• [TASK DESCRIPTION]: Lines from the listing that hold the string "around" are what you should return.

• [SOURCE INFORMATION]:
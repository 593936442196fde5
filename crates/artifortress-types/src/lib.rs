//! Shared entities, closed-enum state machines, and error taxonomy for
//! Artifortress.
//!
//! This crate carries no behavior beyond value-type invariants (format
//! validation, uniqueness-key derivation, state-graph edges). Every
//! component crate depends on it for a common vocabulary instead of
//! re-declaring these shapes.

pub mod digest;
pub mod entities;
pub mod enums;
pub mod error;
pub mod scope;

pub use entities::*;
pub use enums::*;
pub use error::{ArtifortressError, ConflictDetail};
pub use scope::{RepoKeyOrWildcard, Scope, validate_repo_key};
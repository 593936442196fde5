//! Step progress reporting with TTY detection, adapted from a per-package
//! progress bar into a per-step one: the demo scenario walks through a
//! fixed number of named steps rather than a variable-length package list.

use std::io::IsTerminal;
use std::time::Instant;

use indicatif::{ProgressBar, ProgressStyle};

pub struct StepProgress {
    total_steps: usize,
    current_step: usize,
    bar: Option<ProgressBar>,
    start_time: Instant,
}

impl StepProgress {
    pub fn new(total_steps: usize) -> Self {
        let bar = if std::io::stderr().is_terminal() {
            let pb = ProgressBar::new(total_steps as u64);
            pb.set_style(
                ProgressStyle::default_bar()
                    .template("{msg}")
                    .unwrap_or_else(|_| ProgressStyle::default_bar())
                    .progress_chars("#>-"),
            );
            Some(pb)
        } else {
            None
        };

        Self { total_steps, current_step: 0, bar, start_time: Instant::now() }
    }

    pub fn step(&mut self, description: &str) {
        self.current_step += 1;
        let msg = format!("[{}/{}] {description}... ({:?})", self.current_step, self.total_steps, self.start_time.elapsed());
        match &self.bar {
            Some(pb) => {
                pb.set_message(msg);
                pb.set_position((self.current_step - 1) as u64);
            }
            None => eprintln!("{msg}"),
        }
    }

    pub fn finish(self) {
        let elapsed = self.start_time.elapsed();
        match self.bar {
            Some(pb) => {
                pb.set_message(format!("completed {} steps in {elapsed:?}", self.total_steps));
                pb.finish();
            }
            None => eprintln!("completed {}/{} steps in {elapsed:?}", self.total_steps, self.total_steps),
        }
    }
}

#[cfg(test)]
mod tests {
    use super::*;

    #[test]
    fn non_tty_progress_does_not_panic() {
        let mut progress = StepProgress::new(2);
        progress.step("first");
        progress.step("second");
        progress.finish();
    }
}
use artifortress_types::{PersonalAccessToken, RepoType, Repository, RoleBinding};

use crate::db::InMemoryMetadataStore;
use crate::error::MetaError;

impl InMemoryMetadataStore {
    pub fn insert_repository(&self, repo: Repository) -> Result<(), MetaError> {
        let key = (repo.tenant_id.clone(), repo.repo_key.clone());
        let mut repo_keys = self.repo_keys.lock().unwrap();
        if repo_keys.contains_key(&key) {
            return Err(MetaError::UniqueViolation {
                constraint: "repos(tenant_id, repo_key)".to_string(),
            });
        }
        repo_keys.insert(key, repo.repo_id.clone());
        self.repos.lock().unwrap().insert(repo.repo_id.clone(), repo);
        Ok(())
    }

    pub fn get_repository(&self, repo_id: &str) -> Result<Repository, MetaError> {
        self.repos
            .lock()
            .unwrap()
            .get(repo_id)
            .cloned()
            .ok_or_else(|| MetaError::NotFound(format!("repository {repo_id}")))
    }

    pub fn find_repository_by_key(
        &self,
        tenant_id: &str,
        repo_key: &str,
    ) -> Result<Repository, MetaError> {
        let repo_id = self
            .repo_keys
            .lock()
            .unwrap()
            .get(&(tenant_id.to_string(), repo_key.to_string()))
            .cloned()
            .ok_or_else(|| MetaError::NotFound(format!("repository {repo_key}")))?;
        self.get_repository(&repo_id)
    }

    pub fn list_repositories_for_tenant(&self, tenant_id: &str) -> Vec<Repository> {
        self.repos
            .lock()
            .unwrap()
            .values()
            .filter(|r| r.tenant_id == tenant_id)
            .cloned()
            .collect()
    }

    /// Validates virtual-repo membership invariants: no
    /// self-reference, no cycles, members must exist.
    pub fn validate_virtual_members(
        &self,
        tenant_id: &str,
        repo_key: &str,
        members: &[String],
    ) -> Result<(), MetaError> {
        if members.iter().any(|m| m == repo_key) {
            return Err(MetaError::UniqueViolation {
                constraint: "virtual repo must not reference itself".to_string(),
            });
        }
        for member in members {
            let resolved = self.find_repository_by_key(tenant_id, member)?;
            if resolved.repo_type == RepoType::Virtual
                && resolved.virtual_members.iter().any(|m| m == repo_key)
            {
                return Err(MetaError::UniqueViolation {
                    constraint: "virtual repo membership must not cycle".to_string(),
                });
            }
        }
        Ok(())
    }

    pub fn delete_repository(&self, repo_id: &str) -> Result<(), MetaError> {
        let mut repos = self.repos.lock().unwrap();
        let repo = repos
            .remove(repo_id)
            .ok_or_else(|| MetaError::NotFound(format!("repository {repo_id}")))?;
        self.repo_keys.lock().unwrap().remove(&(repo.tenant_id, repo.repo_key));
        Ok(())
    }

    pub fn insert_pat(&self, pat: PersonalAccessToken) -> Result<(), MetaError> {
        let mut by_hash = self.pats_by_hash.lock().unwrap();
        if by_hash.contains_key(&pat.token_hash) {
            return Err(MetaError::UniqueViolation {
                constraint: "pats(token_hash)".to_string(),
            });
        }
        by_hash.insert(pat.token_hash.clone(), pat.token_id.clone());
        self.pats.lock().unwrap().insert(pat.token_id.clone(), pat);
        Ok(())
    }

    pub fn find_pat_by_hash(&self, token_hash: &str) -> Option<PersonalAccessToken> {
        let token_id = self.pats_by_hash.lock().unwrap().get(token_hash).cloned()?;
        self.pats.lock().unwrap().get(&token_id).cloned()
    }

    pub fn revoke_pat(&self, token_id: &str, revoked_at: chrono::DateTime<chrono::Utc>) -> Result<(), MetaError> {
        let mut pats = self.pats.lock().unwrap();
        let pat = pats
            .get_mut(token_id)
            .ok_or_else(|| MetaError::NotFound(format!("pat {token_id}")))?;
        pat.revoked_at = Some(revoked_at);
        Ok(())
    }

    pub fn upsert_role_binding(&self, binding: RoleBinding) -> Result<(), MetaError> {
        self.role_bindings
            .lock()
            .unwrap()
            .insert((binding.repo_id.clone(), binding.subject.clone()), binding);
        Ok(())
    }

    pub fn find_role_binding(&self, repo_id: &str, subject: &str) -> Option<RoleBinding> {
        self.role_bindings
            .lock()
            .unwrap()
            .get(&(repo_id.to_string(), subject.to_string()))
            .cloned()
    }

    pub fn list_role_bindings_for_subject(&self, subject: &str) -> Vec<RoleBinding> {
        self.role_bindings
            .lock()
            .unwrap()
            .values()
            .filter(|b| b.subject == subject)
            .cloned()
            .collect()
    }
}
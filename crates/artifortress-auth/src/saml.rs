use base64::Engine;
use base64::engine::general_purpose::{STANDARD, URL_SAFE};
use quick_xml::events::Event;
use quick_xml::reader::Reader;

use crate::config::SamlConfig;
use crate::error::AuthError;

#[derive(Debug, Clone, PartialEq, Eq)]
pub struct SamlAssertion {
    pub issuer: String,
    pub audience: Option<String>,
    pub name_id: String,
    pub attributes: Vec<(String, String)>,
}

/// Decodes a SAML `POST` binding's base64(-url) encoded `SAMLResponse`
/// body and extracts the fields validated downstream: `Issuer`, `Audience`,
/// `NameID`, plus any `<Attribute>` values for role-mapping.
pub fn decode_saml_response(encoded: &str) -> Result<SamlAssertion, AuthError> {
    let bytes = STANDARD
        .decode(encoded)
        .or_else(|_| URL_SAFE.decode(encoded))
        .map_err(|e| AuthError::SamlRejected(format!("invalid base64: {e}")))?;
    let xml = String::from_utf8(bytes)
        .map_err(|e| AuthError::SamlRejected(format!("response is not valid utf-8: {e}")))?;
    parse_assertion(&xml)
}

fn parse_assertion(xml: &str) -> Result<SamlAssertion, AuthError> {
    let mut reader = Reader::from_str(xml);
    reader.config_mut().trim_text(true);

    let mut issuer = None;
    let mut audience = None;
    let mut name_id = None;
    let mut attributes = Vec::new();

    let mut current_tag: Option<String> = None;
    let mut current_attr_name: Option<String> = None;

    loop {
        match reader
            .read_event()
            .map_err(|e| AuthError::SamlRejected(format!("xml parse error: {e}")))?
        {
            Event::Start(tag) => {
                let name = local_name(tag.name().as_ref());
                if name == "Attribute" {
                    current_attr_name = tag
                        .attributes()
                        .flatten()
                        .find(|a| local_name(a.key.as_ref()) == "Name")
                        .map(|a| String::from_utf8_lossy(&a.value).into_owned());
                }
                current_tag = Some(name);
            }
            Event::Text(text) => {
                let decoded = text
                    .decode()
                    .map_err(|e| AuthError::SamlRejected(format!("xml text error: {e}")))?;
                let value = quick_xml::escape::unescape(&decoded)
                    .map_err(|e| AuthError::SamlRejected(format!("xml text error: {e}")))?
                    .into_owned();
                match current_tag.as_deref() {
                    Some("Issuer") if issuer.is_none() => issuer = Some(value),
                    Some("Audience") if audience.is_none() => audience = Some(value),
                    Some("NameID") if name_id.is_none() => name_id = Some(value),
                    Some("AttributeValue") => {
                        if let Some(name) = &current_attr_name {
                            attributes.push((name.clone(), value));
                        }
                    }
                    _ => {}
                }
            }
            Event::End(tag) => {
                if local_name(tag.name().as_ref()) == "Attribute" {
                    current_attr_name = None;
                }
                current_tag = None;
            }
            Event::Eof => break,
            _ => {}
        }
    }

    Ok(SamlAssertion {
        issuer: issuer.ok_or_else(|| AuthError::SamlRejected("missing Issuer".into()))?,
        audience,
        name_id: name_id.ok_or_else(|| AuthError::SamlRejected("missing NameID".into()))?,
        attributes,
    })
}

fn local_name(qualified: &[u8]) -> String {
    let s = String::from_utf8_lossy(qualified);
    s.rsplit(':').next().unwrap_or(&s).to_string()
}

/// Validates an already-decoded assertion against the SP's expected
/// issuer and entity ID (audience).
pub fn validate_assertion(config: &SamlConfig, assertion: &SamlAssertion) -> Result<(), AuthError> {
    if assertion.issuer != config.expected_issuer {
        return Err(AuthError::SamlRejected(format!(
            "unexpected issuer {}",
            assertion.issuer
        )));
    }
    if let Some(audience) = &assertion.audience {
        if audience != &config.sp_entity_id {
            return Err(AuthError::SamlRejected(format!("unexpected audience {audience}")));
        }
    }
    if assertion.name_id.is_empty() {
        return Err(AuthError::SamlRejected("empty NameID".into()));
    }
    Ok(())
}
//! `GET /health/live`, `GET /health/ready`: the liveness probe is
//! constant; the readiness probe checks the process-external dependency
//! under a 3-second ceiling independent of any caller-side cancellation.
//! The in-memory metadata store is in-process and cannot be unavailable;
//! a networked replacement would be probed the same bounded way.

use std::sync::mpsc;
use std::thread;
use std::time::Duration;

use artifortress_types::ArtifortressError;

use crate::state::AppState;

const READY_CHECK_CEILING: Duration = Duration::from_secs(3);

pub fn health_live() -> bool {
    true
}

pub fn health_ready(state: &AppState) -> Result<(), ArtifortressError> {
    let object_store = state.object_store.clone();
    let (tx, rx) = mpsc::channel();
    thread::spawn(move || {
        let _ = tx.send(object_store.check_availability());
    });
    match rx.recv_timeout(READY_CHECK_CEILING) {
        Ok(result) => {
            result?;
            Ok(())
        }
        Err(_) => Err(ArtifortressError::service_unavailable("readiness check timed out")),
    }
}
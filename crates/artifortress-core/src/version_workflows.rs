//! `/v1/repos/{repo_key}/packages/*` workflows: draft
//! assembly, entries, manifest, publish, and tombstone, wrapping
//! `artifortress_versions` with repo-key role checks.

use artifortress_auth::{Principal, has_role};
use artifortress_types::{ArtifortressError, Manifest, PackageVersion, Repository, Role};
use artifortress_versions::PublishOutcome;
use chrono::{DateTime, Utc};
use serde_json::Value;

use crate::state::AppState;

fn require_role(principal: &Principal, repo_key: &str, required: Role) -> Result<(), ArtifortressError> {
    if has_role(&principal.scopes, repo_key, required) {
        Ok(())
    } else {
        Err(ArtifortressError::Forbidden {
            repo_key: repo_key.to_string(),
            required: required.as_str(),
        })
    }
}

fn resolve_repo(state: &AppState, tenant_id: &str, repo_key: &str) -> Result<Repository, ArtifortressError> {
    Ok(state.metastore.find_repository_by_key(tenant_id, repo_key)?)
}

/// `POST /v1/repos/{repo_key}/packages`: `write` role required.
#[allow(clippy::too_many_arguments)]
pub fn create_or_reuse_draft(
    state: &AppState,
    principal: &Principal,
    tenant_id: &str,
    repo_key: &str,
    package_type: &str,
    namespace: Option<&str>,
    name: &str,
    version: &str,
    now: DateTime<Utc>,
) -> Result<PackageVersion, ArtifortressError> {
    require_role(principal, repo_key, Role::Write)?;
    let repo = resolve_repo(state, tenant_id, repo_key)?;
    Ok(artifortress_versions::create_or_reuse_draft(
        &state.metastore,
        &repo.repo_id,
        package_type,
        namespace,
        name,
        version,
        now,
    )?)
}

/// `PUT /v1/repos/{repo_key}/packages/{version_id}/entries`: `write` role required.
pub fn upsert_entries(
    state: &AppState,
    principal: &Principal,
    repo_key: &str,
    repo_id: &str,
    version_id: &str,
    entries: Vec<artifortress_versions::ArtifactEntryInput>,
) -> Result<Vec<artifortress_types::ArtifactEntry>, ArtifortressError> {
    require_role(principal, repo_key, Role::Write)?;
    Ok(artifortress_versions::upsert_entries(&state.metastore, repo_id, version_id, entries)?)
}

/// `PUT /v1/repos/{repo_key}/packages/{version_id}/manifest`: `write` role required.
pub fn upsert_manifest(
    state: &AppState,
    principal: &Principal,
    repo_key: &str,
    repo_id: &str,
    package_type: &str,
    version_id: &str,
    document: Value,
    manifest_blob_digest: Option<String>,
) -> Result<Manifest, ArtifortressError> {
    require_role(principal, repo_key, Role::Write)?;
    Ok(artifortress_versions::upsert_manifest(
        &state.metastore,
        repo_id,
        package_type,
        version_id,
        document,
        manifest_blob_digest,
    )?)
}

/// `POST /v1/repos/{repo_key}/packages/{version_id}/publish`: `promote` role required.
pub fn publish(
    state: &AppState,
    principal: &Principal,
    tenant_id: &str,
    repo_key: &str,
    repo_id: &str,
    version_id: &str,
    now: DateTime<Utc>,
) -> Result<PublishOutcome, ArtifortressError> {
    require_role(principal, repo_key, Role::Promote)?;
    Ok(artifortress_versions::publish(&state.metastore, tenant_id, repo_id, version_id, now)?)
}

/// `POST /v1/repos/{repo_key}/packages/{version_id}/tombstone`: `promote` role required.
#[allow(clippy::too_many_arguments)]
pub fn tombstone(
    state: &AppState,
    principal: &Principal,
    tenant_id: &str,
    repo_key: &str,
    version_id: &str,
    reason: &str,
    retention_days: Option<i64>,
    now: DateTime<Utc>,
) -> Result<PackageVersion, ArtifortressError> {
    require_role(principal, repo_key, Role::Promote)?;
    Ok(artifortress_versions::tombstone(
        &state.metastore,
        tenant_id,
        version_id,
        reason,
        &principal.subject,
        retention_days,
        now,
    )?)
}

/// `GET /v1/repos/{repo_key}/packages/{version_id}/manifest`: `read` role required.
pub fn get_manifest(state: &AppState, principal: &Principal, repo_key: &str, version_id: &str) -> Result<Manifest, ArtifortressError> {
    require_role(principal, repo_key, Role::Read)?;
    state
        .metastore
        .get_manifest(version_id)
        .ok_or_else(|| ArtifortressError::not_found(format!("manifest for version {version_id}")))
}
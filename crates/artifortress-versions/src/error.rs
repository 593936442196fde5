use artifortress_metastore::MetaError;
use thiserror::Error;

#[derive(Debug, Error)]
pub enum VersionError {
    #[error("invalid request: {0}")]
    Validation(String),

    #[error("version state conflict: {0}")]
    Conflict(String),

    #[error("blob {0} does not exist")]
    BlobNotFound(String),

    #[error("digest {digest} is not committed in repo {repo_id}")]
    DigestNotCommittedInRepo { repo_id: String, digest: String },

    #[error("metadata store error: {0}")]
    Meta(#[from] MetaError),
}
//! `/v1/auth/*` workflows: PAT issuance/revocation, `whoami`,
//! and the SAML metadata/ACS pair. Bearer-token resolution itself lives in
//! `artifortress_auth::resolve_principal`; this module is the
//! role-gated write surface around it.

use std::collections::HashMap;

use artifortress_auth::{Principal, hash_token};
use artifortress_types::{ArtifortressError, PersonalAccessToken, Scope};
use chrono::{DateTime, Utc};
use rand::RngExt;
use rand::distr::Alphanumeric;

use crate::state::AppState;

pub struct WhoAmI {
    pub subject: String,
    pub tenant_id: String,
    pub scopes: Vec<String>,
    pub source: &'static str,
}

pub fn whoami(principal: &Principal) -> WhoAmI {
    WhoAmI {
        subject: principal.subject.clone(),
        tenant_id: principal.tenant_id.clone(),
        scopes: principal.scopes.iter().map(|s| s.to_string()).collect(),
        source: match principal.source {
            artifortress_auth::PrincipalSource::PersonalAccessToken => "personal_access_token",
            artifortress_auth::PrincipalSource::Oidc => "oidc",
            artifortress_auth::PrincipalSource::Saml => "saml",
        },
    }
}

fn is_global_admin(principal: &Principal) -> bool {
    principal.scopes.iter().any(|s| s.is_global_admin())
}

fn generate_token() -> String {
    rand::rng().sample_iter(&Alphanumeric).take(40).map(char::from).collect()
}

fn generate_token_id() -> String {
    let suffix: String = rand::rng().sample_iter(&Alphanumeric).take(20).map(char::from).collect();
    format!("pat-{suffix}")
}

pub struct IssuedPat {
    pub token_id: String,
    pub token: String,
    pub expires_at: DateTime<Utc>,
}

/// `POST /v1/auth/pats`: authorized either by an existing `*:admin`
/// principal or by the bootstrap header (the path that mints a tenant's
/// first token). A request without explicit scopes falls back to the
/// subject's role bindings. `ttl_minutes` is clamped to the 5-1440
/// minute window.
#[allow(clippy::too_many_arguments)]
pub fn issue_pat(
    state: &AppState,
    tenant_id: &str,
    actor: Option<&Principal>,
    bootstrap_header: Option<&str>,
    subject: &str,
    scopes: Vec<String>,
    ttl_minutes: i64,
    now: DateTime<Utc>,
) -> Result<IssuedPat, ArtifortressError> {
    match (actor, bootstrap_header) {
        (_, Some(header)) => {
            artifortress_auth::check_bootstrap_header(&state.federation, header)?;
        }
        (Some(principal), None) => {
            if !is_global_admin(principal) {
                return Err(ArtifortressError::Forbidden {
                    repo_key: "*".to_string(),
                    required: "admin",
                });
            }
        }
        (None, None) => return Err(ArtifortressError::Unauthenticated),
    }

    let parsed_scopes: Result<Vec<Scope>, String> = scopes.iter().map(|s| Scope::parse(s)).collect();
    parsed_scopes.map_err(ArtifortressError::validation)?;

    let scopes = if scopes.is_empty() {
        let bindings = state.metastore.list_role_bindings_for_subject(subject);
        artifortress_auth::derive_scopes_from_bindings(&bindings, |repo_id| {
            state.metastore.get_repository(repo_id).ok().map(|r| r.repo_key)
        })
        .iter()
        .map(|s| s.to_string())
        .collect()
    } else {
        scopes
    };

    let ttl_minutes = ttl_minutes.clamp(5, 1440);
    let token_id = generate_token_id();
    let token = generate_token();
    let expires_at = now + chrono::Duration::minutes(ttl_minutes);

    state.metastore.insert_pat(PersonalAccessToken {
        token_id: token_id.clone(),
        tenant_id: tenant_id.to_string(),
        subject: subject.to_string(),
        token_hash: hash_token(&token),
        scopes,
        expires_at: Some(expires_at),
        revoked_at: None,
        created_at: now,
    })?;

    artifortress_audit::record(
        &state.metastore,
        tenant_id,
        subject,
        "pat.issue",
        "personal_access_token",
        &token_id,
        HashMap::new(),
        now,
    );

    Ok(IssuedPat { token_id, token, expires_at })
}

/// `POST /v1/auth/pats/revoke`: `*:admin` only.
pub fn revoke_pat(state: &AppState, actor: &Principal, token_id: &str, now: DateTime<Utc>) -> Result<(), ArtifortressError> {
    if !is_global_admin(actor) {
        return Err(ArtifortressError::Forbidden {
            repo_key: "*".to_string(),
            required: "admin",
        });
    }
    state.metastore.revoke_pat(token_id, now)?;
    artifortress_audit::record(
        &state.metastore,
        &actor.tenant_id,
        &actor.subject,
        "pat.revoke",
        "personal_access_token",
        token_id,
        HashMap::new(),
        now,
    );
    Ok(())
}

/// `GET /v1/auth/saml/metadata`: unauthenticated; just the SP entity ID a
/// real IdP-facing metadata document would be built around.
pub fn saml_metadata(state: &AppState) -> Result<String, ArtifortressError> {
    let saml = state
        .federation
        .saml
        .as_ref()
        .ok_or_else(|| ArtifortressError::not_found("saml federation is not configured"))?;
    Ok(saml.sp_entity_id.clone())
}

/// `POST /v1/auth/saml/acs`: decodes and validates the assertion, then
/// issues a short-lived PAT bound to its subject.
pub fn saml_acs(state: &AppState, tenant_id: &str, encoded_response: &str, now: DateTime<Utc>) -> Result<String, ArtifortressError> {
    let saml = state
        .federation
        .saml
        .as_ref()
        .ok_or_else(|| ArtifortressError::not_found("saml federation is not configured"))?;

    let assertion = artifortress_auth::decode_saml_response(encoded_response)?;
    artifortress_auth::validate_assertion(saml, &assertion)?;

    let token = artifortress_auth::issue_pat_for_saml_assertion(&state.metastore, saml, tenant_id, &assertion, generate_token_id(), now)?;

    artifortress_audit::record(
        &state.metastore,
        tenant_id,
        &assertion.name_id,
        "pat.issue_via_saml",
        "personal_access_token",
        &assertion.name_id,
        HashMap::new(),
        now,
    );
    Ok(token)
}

• [EXERCISE OUTPUT]:
//! role-gated write surface around it.
/// real IdP-facing metadata document would be built around.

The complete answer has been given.